26/09/2017

La fermeture des bureaux de poste: à force de sauver les arbres, n’oublions pas la forêt

poste, bureaux, service publicQue ce soit dans les villages ou les grandes villes : les motions et interpellations contre la fermeture des bureaux de poste animent les séances des parlements et les drapeaux des partis de gauche se mélangent aux casquettes syndicales devant les entrées des succursales du géant jaune. Un enjeu concret, une mobilisation de rêve à deux ans des prochaines élections fédérales – mais surtout, l’occasion unique de considérer l’ensemble de défis que la Poste affronte.

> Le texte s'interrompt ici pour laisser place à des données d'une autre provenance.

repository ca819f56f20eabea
/// Current UTC timestamp in milliseconds
pub fn now_millis() -> i64 {
    chrono::Utc::now().timestamp_millis()
}
//! Newsletter Model

use serde::{Deserialize, Serialize};
use validator::Validate;

use super::schema::{FieldSpec, FieldType, Record, RecordKind, dotted_email_domain};

/// Newsletter signup
#[derive(Debug, Clone, PartialEq, Serialize, Deserialize, Validate)]
pub struct Newsletter {
    #[validate(email, custom(function = "dotted_email_domain"))]
    pub email: String,
    pub name: Option<String>,
}

impl Record for Newsletter {
    const KIND: RecordKind = RecordKind::Newsletter;
    const SCHEMA: &'static [FieldSpec] = &[
        FieldSpec::required("email", FieldType::String),
        FieldSpec::optional("name", FieldType::String),
    ];
}
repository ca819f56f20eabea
//! Access log middleware
//!
//! Emits one event per request once the response is ready. Requests that
//! end in an error status log at `warn`.

use axum::{
    extract::{MatchedPath, Request},
    middleware::Next,
    response::Response,
};
use http::{Method, StatusCode};
use std::time::Instant;
use tower_http::request_id::RequestId;

/// A finished request as it appears in the log
struct AccessLog<'a> {
    request_id: &'a str,
    method: &'a Method,
    route: &'a str,
    status: StatusCode,
    latency_ms: u64,
}

impl AccessLog<'_> {
    fn emit(&self) {
        let status = self.status.as_u16();
        if self.status.is_client_error() || self.status.is_server_error() {
            tracing::warn!(
                request_id = self.request_id,
                method = %self.method,
                route = self.route,
                status,
                latency_ms = self.latency_ms,
                "request failed"
            );
        } else {
            tracing::info!(
                request_id = self.request_id,
                method = %self.method,
                route = self.route,
                status,
                latency_ms = self.latency_ms,
                "request served"
            );
        }
    }
}

/// Logs method, matched route, status and latency of every request
///
/// Unmatched requests are logged under their raw path.
pub async fn logging_middleware(req: Request, next: Next) -> Response {
    let start = Instant::now();
    let method = req.method().clone();
    let route = match req.extensions().get::<MatchedPath>() {
        Some(matched) => matched.as_str().to_owned(),
        None => req.uri().path().to_owned(),
    };
    let request_id = req
        .extensions()
        .get::<RequestId>()
        .and_then(|id| id.header_value().to_str().ok())
        .unwrap_or("-")
        .to_owned();

    let response = next.run(req).await;

    AccessLog {
        request_id: &request_id,
        method: &method,
        route: &route,
        status: response.status(),
        latency_ms: u64::try_from(start.elapsed().as_millis()).unwrap_or(u64::MAX),
    }
    .emit();

    response
}
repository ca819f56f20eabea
//! Reservation Repository

use super::{BaseRepository, RepoResult};
use crate::db::Gateway;
use shared::models::Reservation;

/// Reservations are write-only through the API
#[derive(Clone, Debug)]
pub struct ReservationRepository {
    base: BaseRepository,
}

impl ReservationRepository {
    pub fn new(gateway: Gateway) -> Self {
        Self {
            base: BaseRepository::new(gateway),
        }
    }

    pub async fn create(&self, reservation: &Reservation) -> RepoResult<()> {
        self.base.create(reservation).await
    }
}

La suppression des bureaux, une stratégie prévisible
Les origines de la politique commerciale de la Poste visant à transformer son réseau de bureaux ne datent pas d’hier. Sa forme juridique actuelle (entreprise de droit public) date de 1998, quand la Confédération, dans la foulée de l’âge d’or de la « nouvelle gestion publique », a scindé en deux les PTT. Si Swisscom s’est rapidement insérée sur le marché des télécommunications tout en endossant l’image que les citoyens ont de ce marché en matière de rapport qualité-prix (tout en usant, et, parfois, abusant, d’une position dominante), La Poste a gardé son image légèrement nostalgique. Pourtant, cette entreprise regroupant plusieurs sociétés (qui couvrent le secteur de la logistique, du transport de personnes ainsi que les services financiers) n’est pas moins à l’abri des aléas du marché. Le statut de la Poste – ainsi que ses politiques commerciales -  ont été confirmés avec le retrait de l’initiative « Pour une poste forte » en 2012. Le Message du Conseil fédéral qui recommandait le rejet de l’initiative mentionnait expressément la stratégie de développement d’agences postales à la place de bureaux – mais cela semblait ne pas poser de problème tant que les conséquences de ce choix n’étaient pas visibles sur le terrain.

L’incontournable tournant numérique
La Poste a donc hérité d’une position un peu particulière– d’un côté, elle doit rester concurrentielle sur le marché de la communication et progresser en matière de services logistiques. De l’autre, elle doit continuer à fournir aux résident-e-s suisses l’image d’un service public local et fiable, que ce soit à travers la présence de facteurs ou de bureaux de poste. A en croire les statistiques, l’attachement des résident-e-s suisses aux guichets de la Poste ne se traduit pas nécessairement en une fréquentation accrue de ces derniers – au contraire, autant la fréquentation des bureaux de la poste que l’envoi des lettres subit chaque année un recul. La Poste s’efforce à anticiper le changement dans le comportement de sa clientèle en introduisant progressivement des services accessibles ligne. L’affranchissement, le retrait et l’envoi – les services qui nécessitaient encore hier un passage au guichet peuvent être commandés depuis n’importe où. Certes, les prestations « pick@home », « WebStamp » ou encore « My Post 24 » donnent l’impression de s’adresser encore prioritairement à des « geeks » (sans parler de la décision douteuse de leur donner des noms relevant d’une langue à laquelle les oreilles romandes sont particulièrement hostiles). Mais dans quelques années déjà, le gros du volume des transactions de la Poste passera par les voies numériques, indépendamment de l’avenir des bureaux.  Avec, comme conséquence, une de plus en plus grande pression sur les postes de travail tournés servant le marché « analogue », que ce soit dans le front- ou le backoffice. La Poste investit déjà dans des centres de tri de plus en plus puissants et nécessitant de moins en moins d’intervention humaine. Demain, avec l’avènement de la mobilité autonome et de l’intelligence artificielle, des métiers entières se verront transformés de fond en comble. Leur avenir – mais surtout, l’avenir des employé-e-s – doit être la première priorité. Et cela, de suite.   

Une occasion de penser plus loin le service public
Il est donc urgent d’arrêter de placer la poste du côté du cor des alpes et du service militaire obligatoire. Elle peut demeurer un symbole de la Suisse sans toutefois se transformer en un fossile – tout particulièrement, si nous souhaitons qu’elle remplisse son rôle de service public à l’avenir. Par ailleurs, le débat actuel doit aussi être l’occasion de repenser notre rapport à l’image même que nous avons des prestations étatiques et peut-être arriver à la conclusion que notre association involontaire entre service public et « guichet » rend certainement hommage à Max Weber mais quelque peu moins à l’évolution de notre propre comportement de citoyen (pour ne pas dire, consommateur). Dans ce sens, sauvons les bureaux de poste. Mais n’oublions surtout pas le reste.